First, Defendants’ interpretation requires the Court to disregard the plain language of the statute. Defendants would have the Court transform the definition of “military installation” to include not just “other activity,” but “any activity” under military jurisdiction. That simply is not what the statute says…
Second, Defendants’ interpretation would grant them essentially boundless authority to reallocate military construction funds to build anything they want, anywhere they want, provided they first obtain jurisdiction over the land where the construction will occur.
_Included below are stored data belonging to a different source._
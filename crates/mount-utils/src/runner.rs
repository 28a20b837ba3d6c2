use crate::{path_state, MountError, MountPoint, PathState, Result};
use futures::channel::oneshot::{channel as oneshot, Receiver, Sender};
use once_cell::sync::OnceCell;
use std::{
  fs,
  future::Future,
  panic::{catch_unwind, RefUnwindSafe, UnwindSafe},
  path::{Path, PathBuf},
  sync::Arc,
  time::Duration,
};
use tracing::{debug, error, warn, Span};

struct MounterMessage {
  span: Span,
  run: Box<dyn FnOnce(Span) + Send + UnwindSafe + RefUnwindSafe>,
}

impl MounterMessage {
  fn new(span: Span, f: impl FnOnce(Span) + Send + UnwindSafe + RefUnwindSafe + 'static) -> Self {
    Self {
      span,
      run: Box::new(f),
    }
  }
}

// Span is not declared unwind safe, but holds nothing a panic could leave inconsistent.
impl UnwindSafe for MounterMessage {}

type MounterDispatcher = crossbeam::channel::Sender<MounterMessage>;

// Note: All these methods are to be run in a separate thread, ensuring
// that only one runs at once, and that it does not block async processing.
pub trait MounterImpl: Sized + Send + Sync + UnwindSafe + RefUnwindSafe + 'static {
  fn new(unmount_command: PathBuf) -> Result<Self>;

  /// Unmount unmounts given target. If a force_after is provided, will retry
  /// after that amount of time with force option.
  fn unmount(&self, target: PathBuf, force_after: Option<Duration>) -> Result<()>;

  /// List returns a list of all mounted filesystems. Guaranteed to be a
  /// consistent snapshot.
  fn list(&self) -> Result<Vec<MountPoint>>;

  /// Heuristic check. Returns a not-found error when the directory does not exist.
  fn is_likely_not_mount_point(&self, file: PathBuf) -> Result<bool>;

  fn is_not_mount_point(&self, file: PathBuf) -> Result<bool> {
    // The heuristic is reliable when it says "mounted".
    let not_mnt = match self.is_likely_not_mount_point(file.clone()) {
      Ok(v) => v,
      Err(e) if e.is_permission_error() => {
        // stat() was refused (e.g. NFS with root_squash); the mount table decides.
        true
      }
      Err(e) => return Err(e),
    };

    if !not_mnt {
      return Ok(false);
    }

    // The kernel records resolved paths in the mount table.
    let resolved_file = fs::canonicalize(&file)?;

    // Bind mounts share the parent's device, so scan the table as well.
    let mounted = self.list()?.iter().any(|mp| mp.matches(&resolved_file));
    Ok(!mounted)
  }

  fn cleanup_mount_point(&self, path: PathBuf, extensive: bool) -> Result<()> {
    let corrupted = match path_state(&path)? {
      PathState::NotExists => {
        warn!("Unmount skipped because path does not exist: {}", path.display());
        return Ok(());
      }
      PathState::Exists => false,
      PathState::Corrupted => true,
    };

    if !corrupted && self.remove_path_if_not_mount_point(&path, extensive)? {
      return Ok(());
    }

    debug!("{} is a mountpoint, unmounting", path.display());
    self.unmount(path.clone(), None)?;

    if self.remove_path_if_not_mount_point(&path, extensive)? {
      debug!("{} is unmounted, deleted the directory", path.display());
      return Ok(());
    }

    Err(MountError::new(format!(
      "failed to unmount path {}",
      path.display()
    )))
  }

  /// Returns whether `path` was not a mount point, removing it if so.
  fn remove_path_if_not_mount_point(&self, path: &Path, extensive: bool) -> Result<bool> {
    let result = if extensive {
      self.is_not_mount_point(path.to_path_buf())
    } else {
      self.is_likely_not_mount_point(path.to_path_buf())
    };

    match result {
      Ok(true) => {
        warn!("{} is not a mountpoint, deleting", path.display());
        fs::remove_dir(path)?;
        Ok(true)
      }
      Ok(false) => Ok(false),
      Err(e) if e.is_not_found() => {
        debug!("{} does not exist", path.display());
        Ok(true)
      }
      Err(e) => Err(e),
    }
  }
}

static DISPATCHER: OnceCell<MounterDispatcher> = OnceCell::new();

fn dispatcher() -> Result<&'static MounterDispatcher> {
  DISPATCHER
    .get_or_try_init(|| {
      let (sender, receiver) = crossbeam::channel::unbounded::<MounterMessage>();

      std::thread::Builder::new()
        .name("mount-utils:dispatch".into())
        .spawn(move || {
          while let Ok(msg) = receiver.recv() {
            if let Err(e) = catch_unwind(move || {
              let MounterMessage { span, run } = msg;
              run(span)
            }) {
              error!("Failed to run mount function in dispatcher: {:?}", e);
            }
          }
        })
        .map(|_| sender)
    })
    .map_err(|e| MountError::Dispatcher(format!("failed to spawn dispatcher: {:?}", e)))
}

pub(crate) fn run<R: 'static, F: 'static>(f: F) -> impl Future<Output = Result<R>>
where
  F: FnOnce() -> Result<R> + Send + UnwindSafe + RefUnwindSafe,
  R: UnwindSafe + RefUnwindSafe + Send,
{
  struct OuterMsg<R, F>
  where
    F: FnOnce() -> Result<R> + Send + UnwindSafe + RefUnwindSafe,
    R: UnwindSafe + RefUnwindSafe,
  {
    run: F,
    sender: Sender<Result<R>>,
  }

  impl<R, F> UnwindSafe for OuterMsg<R, F>
  where
    F: FnOnce() -> Result<R> + Send + UnwindSafe + RefUnwindSafe,
    R: UnwindSafe + RefUnwindSafe,
  {
  }

  impl<R, F> RefUnwindSafe for OuterMsg<R, F>
  where
    F: FnOnce() -> Result<R> + Send + UnwindSafe + RefUnwindSafe,
    R: UnwindSafe + RefUnwindSafe,
  {
  }

  let span = Span::current();
  let (sender, receiver) = oneshot();

  match dispatcher() {
    Ok(dispatch) => {
      let msg = OuterMsg { run: f, sender };
      let message = MounterMessage::new(span, move |span| {
        let OuterMsg { run, sender } = msg;
        let result = {
          let _enter = span.enter();
          run()
        };

        let _ = sender.send(result);
      });

      // A rejected message drops its sender, which `read` reports.
      if dispatch.send(message).is_err() {
        error!("Mount dispatcher is no longer running");
      }
    }
    Err(e) => {
      let _ = sender.send(Err(e));
    }
  };

  read(receiver)
}

pub(crate) fn run_inst<T: MounterImpl, R: 'static, F: 'static>(
  mounter: Arc<T>,
  f: F,
) -> impl Future<Output = Result<R>>
where
  F: FnOnce(&T) -> Result<R> + Send + UnwindSafe + RefUnwindSafe,
  R: UnwindSafe + RefUnwindSafe + Send,
{
  run(move || f(&*mounter))
}

async fn read<R>(receiver: Receiver<Result<R>>) -> Result<R> {
  match receiver.await {
    Ok(r) => r,
    Err(_) => Err(MountError::Dispatcher(
      "request was cancelled (thread panicked?)".into(),
    )),
  }
}

pub trait MounterWrapper {
  type Mounter: MounterImpl;

  fn new(inner: Arc<Self::Mounter>) -> Self;

  fn mounter(&self) -> &Arc<Self::Mounter>;
}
This has always been the key weaknesses and authoritarian horror of the Trump argument. Under Trump’s theory, the federal budget is actually a blank check, passed by Congress, that the President can use for whatever he wants, so long as he says the magic words “military construction” before taking the money. Today, it’s WALL, tomorrow, it could be freaking golf courses. The day after that, it could be Ivanka’s birthday party.
While this week’s rebukes have been harsh, we’re talking about rebukes from Judge Briones and Judge Gilliam, not rebukes from Justices Neil Gorsuch and John Roberts. Everything we’ve seen from the craven, Republican Supreme Court suggests that when they get to weigh in, they will find a way to let Trump do exactly what he wants. Conservatives will be all to happy to rule that the President can steal money to erect a monument to American bigotry, just so long as it’s a Republican President doing the stealing.
But, there’s a ticking clock here. These rulings will have to be appealed. The injunctions will have to go through the Circuit Court process, before reaching the Supreme Court. We’re going to have an election in less than a year, and even an aggressively fast track suggests that the alleged attempted rapist Brett Kavanaugh won’t be able to serve his master before the next election. And even if he is, it’s not like WALL is just going to spring out of the ground like it’s in a pop-up book. After they get the money to build it, the stupid thing would have to be, you know, built. If Trump loses reelection, the whole thing stops anyway, no matter what the Supreme Court does.
If he wins reelection, the Supreme Court will probably clear these injunctions and allow Trump to have his way. But, you know, every wall in history has eventually failed. The Supreme Court can embarrass itself and set bad legal precedents as much as it likes. Eventually, Trump’s WALL will come down, if it ever goes up in the first place.